The Nature of the Beast
Airman 1st Class James Kirshner
377th Security Forces Squadron
Kirtland Air Force Base, N.M.

How fun is it to be in your bed, injured, on your 21st birthday? Well, that's what happened to me when I had a dirt bike accident on June 22, 2010. My injuries consisted of a concussion, shattered collarbone, road rash and leg laceration. I was wearing all my required gear but could've done more to prevent what happened to me.

I was riding my Yamaha YZ125 dirt bike I had just gotten that day along with my new helmet. I had been riding bikes for about seven years in Texas, but the conditions in New Mexico were very different. It was a freak accident, and I sure didn't see it coming!

I was riding with a few friends on the hard-packed side of an off-road course. I was going about 25-35 mph when I hit a deep rut in the dirt/sand. When I hit the rut, it jerked the handlebars to the right and shot me over the bike. The bike followed me. When I hit the ground, I'm sure I hit head and shoulders first, which gave me a concussion and shattered collarbone. Then the bike peg got a hold of my calf and ripped a hole in my leg into the muscle.

I don't remember the accident; my friends had to tell me. I don't remember my friends putting me in my truck, driving me to the hospital or putting me in a wheelchair. When I woke up, I was sitting in a wheelchair, and I started to fill out my paperwork. I called my supervisor, told him what had happened and then passed out again. Soon after, I woke up in a hospital bed and called my supervisor again, telling him the same story. His response was, "You might want to get your head checked out." After getting all cleaned up and having X-rays of my broken collarbone, I was released for my seven-month road to recovery.

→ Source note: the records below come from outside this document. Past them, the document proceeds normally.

//! Error taxonomy for the gateway.
//!
//! Downstream failures never reach business logic raw: the protected call
//! executor converts them into [`CallError`] before returning. Admission
//! rejections are plain values (`Decision::Deny`) and only become a
//! [`GatewayError`] at the HTTP seam.

use std::time::Duration;
use thiserror::Error;

/// Failure reported by (or on the way to) a downstream service.
#[derive(Debug, Clone, Error, PartialEq, Eq)]
pub enum DownstreamError {
    /// The downstream answered with a non-2xx status.
    #[error("downstream returned {status}: {body}")]
    Status { status: u16, body: String },

    /// No usable answer: connect refused, reset, unreadable body.
    #[error("downstream unreachable: {0}")]
    Transport(String),
}

impl DownstreamError {
    pub fn status(status: u16, body: impl Into<String>) -> Self {
        DownstreamError::Status {
            status,
            body: body.into(),
        }
    }

    pub fn transport(message: impl Into<String>) -> Self {
        DownstreamError::Transport(message.into())
    }

    /// HTTP status, `None` for transport failures.
    pub fn status_code(&self) -> Option<u16> {
        match self {
            DownstreamError::Status { status, .. } => Some(*status),
            DownstreamError::Transport(_) => None,
        }
    }

    /// Whether this failure counts against the circuit.
    ///
    /// Server errors and transport failures do; 4xx responses are the
    /// caller's fault and say nothing about downstream health.
    pub fn is_recordable(&self) -> bool {
        match self {
            DownstreamError::Transport(_) => true,
            DownstreamError::Status { status, .. } => !(400..500).contains(status),
        }
    }
}

/// Outcome kinds of a protected call.
#[derive(Debug, Clone, Error, PartialEq, Eq)]
pub enum CallError {
    /// Circuit open: refused locally, downstream never contacted.
    #[error("call '{name}' not permitted: circuit is open")]
    CallRefused { name: String },

    /// Outbound permits for the current period are used up; downstream never
    /// contacted and the circuit is not touched.
    #[error("call '{name}' not permitted: rate limit exceeded")]
    RequestNotPermitted { name: String },

    /// No answer from the downstream within the deadline.
    #[error("call '{name}' timed out after {}ms", .deadline.as_millis())]
    CallTimeout { name: String, deadline: Duration },

    /// The downstream answered with an error.
    #[error("call '{name}' failed: {source}")]
    Downstream {
        name: String,
        #[source]
        source: DownstreamError,
    },

    /// The fallback decided the request cannot be satisfied.
    #[error("{reason}")]
    FallbackExhausted {
        name: String,
        reason: String,
        #[source]
        cause: Box<CallError>,
    },
}

impl CallError {
    /// Logical call name the error belongs to.
    pub fn call_name(&self) -> &str {
        match self {
            CallError::CallRefused { name }
            | CallError::RequestNotPermitted { name }
            | CallError::CallTimeout { name, .. }
            | CallError::Downstream { name, .. }
            | CallError::FallbackExhausted { name, .. } => name,
        }
    }

    /// Short, stable label for logs and metrics.
    pub fn kind(&self) -> &'static str {
        match self {
            CallError::CallRefused { .. } => "call_refused",
            CallError::RequestNotPermitted { .. } => "request_not_permitted",
            CallError::CallTimeout { .. } => "call_timeout",
            CallError::Downstream { .. } => "downstream_error",
            CallError::FallbackExhausted { .. } => "fallback_exhausted",
        }
    }
}

/// The only error a fallback is allowed to produce.
#[derive(Debug, Clone, Error, PartialEq, Eq)]
#[error("service unavailable: {reason}")]
pub struct FallbackExhausted {
    pub reason: String,
}

impl FallbackExhausted {
    pub fn new(reason: impl Into<String>) -> Self {
        Self {
            reason: reason.into(),
        }
    }
}

/// HTTP-facing error union. See `http::response` for the status mapping.
#[derive(Debug, Error)]
pub enum GatewayError {
    #[error("API Key is missing.")]
    MissingCredential,

    #[error("Too many requests for this API Key.")]
    RateLimitExceeded { retry_after: Duration },

    #[error(transparent)]
    Call(#[from] CallError),

    #[error("bad request: {0}")]
    BadRequest(String),
}
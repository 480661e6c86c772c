//! Client for the mail service.

use serde::Serialize;
use std::time::Duration;

use crate::downstream::DownstreamClient;
use crate::error::{CallError, FallbackExhausted};
use crate::resilience::ProtectedCallExecutor;

/// Logical call name guarding the mail service.
pub const MAIL_SEND: &str = "mail-send";

const SEND_PATH: &str = "/mail/send";

#[derive(Debug, Serialize)]
struct SendMail<'a> {
    email: &'a str,
}

#[derive(Clone)]
pub struct MailClient {
    downstream: DownstreamClient,
    executor: ProtectedCallExecutor,
    deadline: Duration,
}

impl MailClient {
    pub fn new(downstream: DownstreamClient, executor: ProtectedCallExecutor, deadline: Duration) -> Self {
        Self {
            downstream,
            executor,
            deadline,
        }
    }

    /// Send a mail to `email`, returning the mail service's reply.
    ///
    /// Any failure, including an open circuit or a used-up send limit, ends in
    /// [`CallError::FallbackExhausted`].
    pub async fn send(&self, email: &str) -> Result<String, CallError> {
        tracing::debug!(email = %email, "Attempting to send mail");
        let downstream = &self.downstream;
        self.executor
            .execute(
                MAIL_SEND,
                self.deadline,
                email.to_string(),
                |email| async move { downstream.post_json(SEND_PATH, &SendMail { email: &email }).await },
                |_email, cause| match cause {
                    CallError::RequestNotPermitted { .. } => {
                        Err(FallbackExhausted::new("Mail send limit exceeded"))
                    }
                    _ => Err(FallbackExhausted::new("Mail service temporarily unavailable")),
                },
            )
            .await
    }
}
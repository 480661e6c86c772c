//! Payment request and response bodies.

use serde::{Deserialize, Serialize};

/// Inbound payment request.
#[derive(Debug, Clone, Serialize, Deserialize, PartialEq)]
#[serde(rename_all = "camelCase")]
pub struct PaymentRequest {
    pub order_id: String,
    pub amount: f64,
    /// Receipt address; no receipt mail is sent without one.
    #[serde(default, skip_serializing_if = "Option::is_none")]
    pub email: Option<String>,
}

impl PaymentRequest {
    /// Reject requests the payment service could never accept.
    pub fn validate(&self) -> Result<(), String> {
        if self.order_id.trim().is_empty() {
            return Err("orderId must not be empty".to_string());
        }
        if !self.amount.is_finite() || self.amount <= 0.0 {
            return Err("amount must be a positive number".to_string());
        }
        Ok(())
    }

    /// Receipt address, if one was given and is not blank.
    pub fn receipt_email(&self) -> Option<&str> {
        self.email.as_deref().map(str::trim).filter(|e| !e.is_empty())
    }
}

/// Body sent to the payment service; the receipt address stays here.
#[derive(Debug, Serialize)]
#[serde(rename_all = "camelCase")]
pub struct PaymentOrder<'a> {
    pub order_id: &'a str,
    pub amount: f64,
}

impl<'a> From<&'a PaymentRequest> for PaymentOrder<'a> {
    fn from(request: &'a PaymentRequest) -> Self {
        Self {
            order_id: &request.order_id,
            amount: request.amount,
        }
    }
}

/// Payment outcome, as returned by the payment service and to the client.
#[derive(Debug, Clone, Serialize, Deserialize, PartialEq)]
pub struct PaymentResponse {
    pub status: String,
    pub message: String,
}

impl PaymentResponse {
    pub fn of(status: impl Into<String>, message: impl Into<String>) -> Self {
        Self {
            status: status.into(),
            message: message.into(),
        }
    }
}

My advice to other riders: Even if you've been riding for a while, ride to your limit and never let someone try to push you to where you might get hurt. Pay attention to your surroundings. You might feel comfortable, but you never know what's around a turn or hill. Riding with friends is a good idea because if you do get hurt, you won't be alone and stranded.

I learned that no matter how long you've been riding, bad stuff can happen; it's the nature of the beast. Don't rush into things. Build your skills gradually, especially with a new bike or if you haven't ridden for a while. Make sure you have everything you need to ride, including a helmet, gloves, long pants, long shirts, goggles and above-the-ankle boots. You might even want to invest in a chest protector to protect you from flying debris. A neck brace is also a good investment. It'll stop your head from going too far to the front, back or side when you ride. Riding pants are good for breathability and will protect you from rocks and the heat of the engine. I bought all the gear because realized I'm worth it.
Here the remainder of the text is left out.